In the entries that follow, how many lines include the string "tags"? The answer is the number only.

◆ Records provided

----

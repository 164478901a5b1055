//! # Etlflow
//!
//! A sub-pipeline composition and execution engine for document pipelines.
//!
//! Documents flow through named, ordered pipelines of stages. Etlflow lets
//! one stage invoke an externally named pipeline as a reusable sub-routine:
//!
//! - **Range selection**: pick a contiguous, possibly negatively-indexed
//!   slice of the sub-pipeline's stages with Python-slice syntax
//! - **Composition**: build the selected stages into a single lazy
//!   streaming transform
//! - **Invocation modes**: drive that transform as a generator, a
//!   side-effecting executor (immediate or deferred to a background
//!   scheduler), a single-pass transformer, or a cyclic self-feeding
//!   transformer
//! - **Pivot**: reshape a document batch by turning a key column's values
//!   into new column headers
//!
//! ## Quick Start
//!
//! ```rust,ignore
//! use etlflow::prelude::*;
//!
//! let registry = Arc::new(InMemoryRegistry::new());
//! registry.register("detail-fetch", stages);
//!
//! let selection = SubPipelineRef::new(registry, "detail-fetch")
//!     .with_range("2:-1")
//!     .resolve()
//!     .await?;
//!
//! let mut generated = Generate::new(selection.compose(true)).run(Some(seed));
//! while let Some(document) = generated.try_next().await? {
//!     // ...
//! }
//! ```

#![forbid(unsafe_code)]
#![warn(
    clippy::all,
    clippy::pedantic,
    missing_docs,
    rust_2018_idioms
)]
#![allow(
    clippy::module_name_repetitions,
    clippy::must_use_candidate,
    clippy::missing_errors_doc,
    clippy::missing_panics_doc
)]

pub mod compose;
pub mod diagnostics;
pub mod document;
pub mod errors;
pub mod modes;
pub mod pivot;
pub mod range;
pub mod registry;
pub mod scheduler;
pub mod stage;
pub mod subpipeline;

/// Prelude module for convenient imports
pub mod prelude {
    pub use crate::compose::{ComposedTransform, StageSelection};
    pub use crate::diagnostics::{CollectingSink, DiagnosticSink, NoOpSink, TracingSink};
    pub use crate::document::Document;
    pub use crate::errors::EtlflowError;
    pub use crate::modes::{Execute, Generate, Transform};
    pub use crate::pivot::PivotReshaper;
    pub use crate::range::{resolve_range, StageRange};
    pub use crate::registry::{InMemoryRegistry, PipelineHandle, PipelineRegistry, StaticHandle};
    pub use crate::scheduler::{RecordingScheduler, TaskScheduler, TokioScheduler};
    pub use crate::stage::{docs_to_stream, DocStream, FnStage, Stage, StageKind};
    pub use crate::subpipeline::SubPipelineRef;
}

#[cfg(test)]
mod integration_tests;
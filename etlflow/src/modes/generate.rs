//! The generate invocation mode.

use crate::compose::ComposedTransform;
use crate::document::Document;
use crate::stage::{docs_to_stream, DocStream, StageKind};
use futures::stream::{self, StreamExt};

/// Pure generation: drive a sub-pipeline to produce a lazy document
/// sequence from an optional seed.
///
/// The sequence is finite, driven to completion by the sub-pipeline's own
/// termination, and not restartable; rebuild the mode from a fresh
/// composed transform to regenerate.
#[derive(Debug, Clone)]
pub struct Generate {
    transform: ComposedTransform,
}

impl Generate {
    /// The capability this mode reports.
    pub const KIND: StageKind = StageKind::Generator;

    /// Creates the mode over a composed transform.
    #[must_use]
    pub fn new(transform: ComposedTransform) -> Self {
        Self { transform }
    }

    /// Returns the expected element count, if known up front.
    ///
    /// Sub-pipeline output size depends on data, so this is always unknown.
    #[must_use]
    pub fn count_hint(&self) -> Option<usize> {
        None
    }

    /// Produces the generated sequence.
    ///
    /// An empty stage selection short-circuits to the empty stream: an
    /// empty sub-pipeline reference means "nothing to generate", for any
    /// seed. Otherwise the composed transform is applied to a one-element
    /// batch holding the seed (or to no input at all), preserving the
    /// sub-pipeline's internal emission order.
    #[must_use]
    pub fn run(&self, seed: Option<Document>) -> DocStream {
        if self.transform.is_empty() {
            return stream::empty().boxed();
        }
        self.transform
            .apply(docs_to_stream(seed.into_iter().collect()))
    }
}

#[cfg(test)]
mod tests {
    use super::*;
    use crate::compose::StageSelection;
    use crate::stage::{FnStage, Stage};
    use futures::TryStreamExt;
    use pretty_assertions::assert_eq;
    use std::sync::Arc;

    fn fan_out_stage(copies: usize) -> Arc<dyn Stage> {
        Arc::new(FnStage::new(
            "fan-out",
            StageKind::Generator,
            move |batch, _| {
                let mut out = Vec::new();
                if batch.is_empty() {
                    for i in 0..copies {
                        let mut d = Document::new();
                        d.set("index", i);
                        out.push(d);
                    }
                } else {
                    for d in batch {
                        for i in 0..copies {
                            let mut copy = d.clone();
                            copy.set("index", i);
                            out.push(copy);
                        }
                    }
                }
                Ok(out)
            },
        ))
    }

    #[tokio::test]
    async fn test_empty_selection_generates_nothing() {
        let generate = Generate::new(StageSelection::default().compose(true));

        let mut seed = Document::new();
        seed.set("k", "v");
        let out: Vec<Document> = generate.run(Some(seed)).try_collect().await.unwrap();
        assert!(out.is_empty());

        let out: Vec<Document> = generate.run(None).try_collect().await.unwrap();
        assert!(out.is_empty());
    }

    #[tokio::test]
    async fn test_generates_from_seed_in_order() {
        let selection = StageSelection::new(vec![fan_out_stage(3)]);
        let generate = Generate::new(selection.compose(true));

        let mut seed = Document::new();
        seed.set("url", "https://example.com");
        let out: Vec<Document> = generate.run(Some(seed)).try_collect().await.unwrap();

        assert_eq!(out.len(), 3);
        for (i, d) in out.iter().enumerate() {
            assert_eq!(d.text_of("index"), i.to_string());
            assert_eq!(d.text_of("url"), "https://example.com");
        }
    }

    #[tokio::test]
    async fn test_generates_ex_nihilo_without_seed() {
        let selection = StageSelection::new(vec![fan_out_stage(2)]);
        let generate = Generate::new(selection.compose(false));

        let out: Vec<Document> = generate.run(None).try_collect().await.unwrap();
        assert_eq!(out.len(), 2);
    }

    #[test]
    fn test_count_hint_is_unknown() {
        let generate = Generate::new(StageSelection::default().compose(true));
        assert_eq!(generate.count_hint(), None);
        assert_eq!(Generate::KIND, StageKind::Generator);
    }
}
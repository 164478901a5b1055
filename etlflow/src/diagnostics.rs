//! Diagnostic sink trait and implementations.
//!
//! The sink is the engine's channel for recoverable complaints, such as a
//! malformed range expression that was downgraded to the full range. A sink
//! never fails and never blocks.

use tracing::error;

/// Trait for diagnostic sinks.
pub trait DiagnosticSink: Send + Sync {
    /// Reports a recoverable error. Must not panic or block.
    fn report_error(&self, message: &str);
}

/// A sink that discards all diagnostics.
///
/// Used as the default when no sink is configured.
#[derive(Debug, Clone, Copy, Default)]
pub struct NoOpSink;

impl DiagnosticSink for NoOpSink {
    fn report_error(&self, _message: &str) {
        // Intentionally empty - discards all diagnostics
    }
}

/// A sink that logs diagnostics through the tracing framework.
#[derive(Debug, Clone, Copy, Default)]
pub struct TracingSink;

impl DiagnosticSink for TracingSink {
    fn report_error(&self, message: &str) {
        error!(target: "etlflow", "{message}");
    }
}

/// A collecting sink for testing purposes.
#[derive(Debug, Default)]
pub struct CollectingSink {
    messages: parking_lot::RwLock<Vec<String>>,
}

impl CollectingSink {
    /// Creates a new collecting sink.
    #[must_use]
    pub fn new() -> Self {
        Self::default()
    }

    /// Returns all collected messages.
    #[must_use]
    pub fn messages(&self) -> Vec<String> {
        self.messages.read().clone()
    }

    /// Returns the number of collected messages.
    #[must_use]
    pub fn len(&self) -> usize {
        self.messages.read().len()
    }

    /// Returns true if nothing has been reported.
    #[must_use]
    pub fn is_empty(&self) -> bool {
        self.messages.read().is_empty()
    }

    /// Clears all collected messages.
    pub fn clear(&self) {
        self.messages.write().clear();
    }
}

impl DiagnosticSink for CollectingSink {
    fn report_error(&self, message: &str) {
        self.messages.write().push(message.to_string());
    }
}
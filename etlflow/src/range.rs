//! Stage range expressions.
//!
//! A sub-pipeline reference may select a contiguous slice of the target
//! pipeline's stages with a Python-slice expression such as `2:30` or
//! `2:-1` (negative indices count from the end). An empty expression means
//! the full range. Malformed expressions must never abort the pipeline:
//! they are reported through the diagnostic sink and degrade to "run
//! everything".

use crate::diagnostics::DiagnosticSink;

/// A resolved `[start, end)` slice over a specific pipeline's stage list.
///
/// Bounds are normalized against the stage count at resolution time, so
/// `0 <= start <= end <= count` always holds; the range may be empty.
#[derive(Debug, Clone, Copy, PartialEq, Eq)]
pub struct StageRange {
    start: usize,
    end: usize,
}

impl StageRange {
    /// The full range over `count` stages.
    #[must_use]
    pub fn full(count: usize) -> Self {
        Self {
            start: 0,
            end: count,
        }
    }

    /// Normalizes signed bounds against `count`.
    ///
    /// Out-of-bounds and inverted bounds collapse toward an empty range
    /// rather than erroring: the selected span is
    /// `skip(max(start, 0)).take(max(end - start, 0))`.
    #[must_use]
    #[allow(clippy::cast_sign_loss)]
    pub fn from_signed(start: i64, end: i64, count: usize) -> Self {
        let n = i64::try_from(count).unwrap_or(i64::MAX);
        let lo = start.clamp(0, n);
        let span = end.saturating_sub(start).max(0);
        let hi = n.min(lo.saturating_add(span));
        Self {
            start: lo as usize,
            end: hi as usize,
        }
    }

    /// The inclusive start index.
    #[must_use]
    pub fn start(&self) -> usize {
        self.start
    }

    /// The exclusive end index.
    #[must_use]
    pub fn end(&self) -> usize {
        self.end
    }

    /// Returns the number of selected positions.
    #[must_use]
    pub fn len(&self) -> usize {
        self.end - self.start
    }

    /// Returns true if no positions are selected.
    #[must_use]
    pub fn is_empty(&self) -> bool {
        self.start == self.end
    }

    /// Slices a stage list to the selected range.
    #[must_use]
    pub fn slice<'a, T>(&self, items: &'a [T]) -> &'a [T] {
        &items[self.start.min(items.len())..self.end.min(items.len())]
    }
}

/// Resolves a range expression against a stage count.
///
/// Grammar: the empty string selects the full range; otherwise two
/// colon-separated integers `a:b`, where negatives resolve as `count + a`.
/// Anything else selects the full range and reports one diagnostic.
#[must_use]
pub fn resolve_range(expr: &str, count: usize, diagnostics: &dyn DiagnosticSink) -> StageRange {
    let trimmed = expr.trim();
    if trimmed.is_empty() {
        return StageRange::full(count);
    }

    let tokens: Vec<&str> = trimmed.split(':').collect();
    if tokens.len() != 2 {
        diagnostics.report_error(&format!(
            "invalid stage range expression '{expr}': expected 'start:end'; running the full range"
        ));
        return StageRange::full(count);
    }

    match (
        tokens[0].trim().parse::<i64>(),
        tokens[1].trim().parse::<i64>(),
    ) {
        (Ok(a), Ok(b)) => {
            let n = i64::try_from(count).unwrap_or(i64::MAX);
            let start = if a < 0 { n + a } else { a };
            let end = if b < 0 { n + b } else { b };
            StageRange::from_signed(start, end, count)
        }
        _ => {
            diagnostics.report_error(&format!(
                "invalid stage range expression '{expr}': bounds must be integers; running the full range"
            ));
            StageRange::full(count)
        }
    }
}
//! Error types for the etlflow engine.
//!
//! The taxonomy is deliberately small: a missing named pipeline is fatal
//! configuration, stage failures propagate untranslated to the invocation
//! mode's caller, and malformed range expressions never become errors at all
//! (they degrade to the full range via the diagnostic sink).

use thiserror::Error;

/// The main error type for etlflow operations.
#[derive(Debug, Error)]
pub enum EtlflowError {
    /// A named sub-pipeline could not be resolved. Fatal at initialization:
    /// a sub-pipeline reference is required configuration, not optional.
    #[error("no pipeline named '{name}' is registered")]
    PipelineNotFound {
        /// The pipeline name that failed to resolve.
        name: String,
    },

    /// A pipeline handle failed to load its stage list.
    #[error("failed to load pipeline '{name}': {message}")]
    PipelineLoad {
        /// The pipeline name.
        name: String,
        /// What went wrong during loading.
        message: String,
    },

    /// A stage raised an error while processing a batch. Never masked by the
    /// engine; it surfaces to whoever is consuming the invocation mode.
    #[error("stage '{stage}' failed: {message}")]
    StageExecution {
        /// The name of the failing stage.
        stage: String,
        /// The stage's error message.
        message: String,
    },

    /// A generic internal error.
    #[error("internal error: {0}")]
    Internal(String),
}

impl EtlflowError {
    /// Creates a stage execution error.
    #[must_use]
    pub fn stage(stage: impl Into<String>, message: impl Into<String>) -> Self {
        Self::StageExecution {
            stage: stage.into(),
            message: message.into(),
        }
    }

    /// Creates a pipeline-not-found error.
    #[must_use]
    pub fn pipeline_not_found(name: impl Into<String>) -> Self {
        Self::PipelineNotFound { name: name.into() }
    }
}
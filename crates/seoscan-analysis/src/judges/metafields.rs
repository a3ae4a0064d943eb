//! Metafields judge: title-tag and description-tag metafield quality

use crate::input::MetafieldInput;
use crate::judges::{fallback_feedback, mean_score};
use crate::report::{
    clamp_score, suggestion_id, AnalysisResult, AnalysisType, FieldScore, Priority, Suggestion,
    SuggestionType,
};
use crate::schema::band_description;
use crate::worker::AspectJudge;

const METAFIELDS_FIELD: &str = "SEO Metafields";
const STRUCTURED_DATA_FIELD: &str = "Structured Data";
const SCHEMA_MARKUP_FIELD: &str = "Schema Markup";

const METAFIELDS_BASELINE: i32 = 85;
const STRUCTURED_DATA_BASELINE: i32 = 80;
const SCHEMA_MARKUP_BASELINE: i32 = 75;

/// Whether a metafield value has the shape of a title tag: short prose,
/// no markup
pub fn is_likely_title_tag(value: &str) -> bool {
    let len = value.chars().count();
    (10..=100).contains(&len) && !value.contains('<')
}

/// Whether a metafield value has the shape of a description tag: longer
/// prose, no embedded script/style
pub fn is_likely_description_tag(value: &str) -> bool {
    value.chars().count() > 50 && !value.contains("<script") && !value.contains("<style")
}

/// Judges presence and quality of title-tag-like and description-tag-like
/// metafields, plus derived structured-data/schema-markup readiness
pub struct MetafieldJudge;

impl MetafieldJudge {
    /// Key substring matches win over value-shape matches across the whole
    /// list; otherwise a well-keyed description tag earlier in the list gets
    /// claimed as the title tag by its value shape alone.
    fn find_title_tag<'a>(metafields: &'a [MetafieldInput]) -> Option<&'a MetafieldInput> {
        metafields
            .iter()
            .find(|m| m.key.to_lowercase().contains("title"))
            .or_else(|| metafields.iter().find(|m| is_likely_title_tag(&m.value)))
    }

    fn find_description_tag<'a>(
        metafields: &'a [MetafieldInput],
        title_tag: Option<&MetafieldInput>,
    ) -> Option<&'a MetafieldInput> {
        let not_title = |m: &&MetafieldInput| title_tag.map_or(true, |t| !std::ptr::eq(*m, t));
        metafields
            .iter()
            .filter(not_title)
            .find(|m| m.key.to_lowercase().contains("description"))
            .or_else(|| {
                metafields
                    .iter()
                    .filter(not_title)
                    .find(|m| is_likely_description_tag(&m.value))
            })
    }
}

impl AspectJudge for MetafieldJudge {
    type Input = Vec<MetafieldInput>;

    fn aspect(&self) -> AnalysisType {
        AnalysisType::Metafields
    }

    fn persona(&self) -> &'static str {
        "You are a structured-data SEO specialist who judges Shopify metafields \
        used for title tags, description tags, and schema markup."
    }

    fn task_prompt(&self, _product_id: &str, input: &Self::Input) -> String {
        let mut task = format!(
            "Analyze these SEO metafields. Score the fields \"{}\", \"{}\" and \"{}\".\n",
            METAFIELDS_FIELD, STRUCTURED_DATA_FIELD, SCHEMA_MARKUP_FIELD
        );
        if input.is_empty() {
            task.push_str("The product has no SEO-relevant metafields.\n");
        }
        for metafield in input {
            task.push_str(&format!(
                "{}.{}: {:?}\n",
                metafield.namespace, metafield.key, metafield.value
            ));
        }
        task
    }

    fn heuristic(&self, product_id: &str, input: &Self::Input) -> AnalysisResult {
        let mut suggestions = Vec::new();
        let mut metafields_score = METAFIELDS_BASELINE;

        let title_tag = Self::find_title_tag(input);
        match title_tag {
            None => {
                metafields_score -= 25;
                suggestions.push(Suggestion {
                    id: suggestion_id(self.aspect(), product_id, METAFIELDS_FIELD, suggestions.len()),
                    suggestion_type: SuggestionType::Metafield,
                    priority: Priority::High,
                    field: "global.title_tag".to_string(),
                    current: String::new(),
                    suggested: "Premium Quality Products | Shop Online Today".to_string(),
                    reason: "No title-tag metafield exists, so the page title cannot be \
                        overridden for search"
                        .to_string(),
                    impact: "A dedicated title tag gives direct control over the search snippet"
                        .to_string(),
                    image_url: None,
                });
            }
            Some(tag) if tag.value.chars().count() < 30 => {
                metafields_score -= 15;
                suggestions.push(Suggestion {
                    id: suggestion_id(self.aspect(), product_id, METAFIELDS_FIELD, suggestions.len()),
                    suggestion_type: SuggestionType::Metafield,
                    priority: Priority::Medium,
                    field: format!("{}.{}", tag.namespace, tag.key),
                    current: tag.value.clone(),
                    suggested: format!("{} | Shop Online Today", tag.value),
                    reason: "Title-tag metafield is under 30 characters".to_string(),
                    impact: "Fuller title tags rank for more queries".to_string(),
                    image_url: None,
                });
            }
            Some(_) => {}
        }

        match Self::find_description_tag(input, title_tag) {
            None => {
                metafields_score -= 25;
                suggestions.push(Suggestion {
                    id: suggestion_id(self.aspect(), product_id, METAFIELDS_FIELD, suggestions.len()),
                    suggestion_type: SuggestionType::Metafield,
                    priority: Priority::High,
                    field: "global.description_tag".to_string(),
                    current: String::new(),
                    suggested: "Shop our collection of quality products with fast, free \
                        shipping, easy 30-day returns, and dedicated customer support."
                        .to_string(),
                    reason: "No description-tag metafield exists for the search snippet"
                        .to_string(),
                    impact: "A description tag controls what shoppers see before clicking"
                        .to_string(),
                    image_url: None,
                });
            }
            Some(tag) if tag.value.chars().count() < 100 => {
                metafields_score -= 15;
                suggestions.push(Suggestion {
                    id: suggestion_id(self.aspect(), product_id, METAFIELDS_FIELD, suggestions.len()),
                    suggestion_type: SuggestionType::Metafield,
                    priority: Priority::Medium,
                    field: format!("{}.{}", tag.namespace, tag.key),
                    current: tag.value.clone(),
                    suggested: format!(
                        "{} Enjoy fast shipping, easy returns, and dedicated support.",
                        tag.value
                    ),
                    reason: "Description-tag metafield is under 100 characters".to_string(),
                    impact: "Fuller descriptions fill the search snippet".to_string(),
                    image_url: None,
                });
            }
            Some(_) => {}
        }

        // Many open optimization opportunities imply the structured-data
        // story is weak too.
        let opportunities = suggestions.len();
        let structured_score = if opportunities > 3 {
            STRUCTURED_DATA_BASELINE - 20
        } else {
            STRUCTURED_DATA_BASELINE
        };
        let schema_score = if opportunities > 3 {
            SCHEMA_MARKUP_BASELINE - 25
        } else {
            SCHEMA_MARKUP_BASELINE
        };

        let metafields_score = clamp_score(metafields_score);
        let score = mean_score(&[metafields_score, structured_score, schema_score]);

        AnalysisResult {
            score,
            feedback: fallback_feedback(self.aspect().label(), score, suggestions.len()),
            suggestions,
            analysis_type: self.aspect(),
            field_scores: vec![
                FieldScore {
                    field: METAFIELDS_FIELD.to_string(),
                    score: metafields_score,
                    description: band_description(METAFIELDS_FIELD, metafields_score),
                },
                FieldScore {
                    field: STRUCTURED_DATA_FIELD.to_string(),
                    score: structured_score,
                    description: band_description(STRUCTURED_DATA_FIELD, structured_score),
                },
                FieldScore {
                    field: SCHEMA_MARKUP_FIELD.to_string(),
                    score: schema_score,
                    description: band_description(SCHEMA_MARKUP_FIELD, schema_score),
                },
            ],
        }
    }
}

----

◆ Solution for this task
2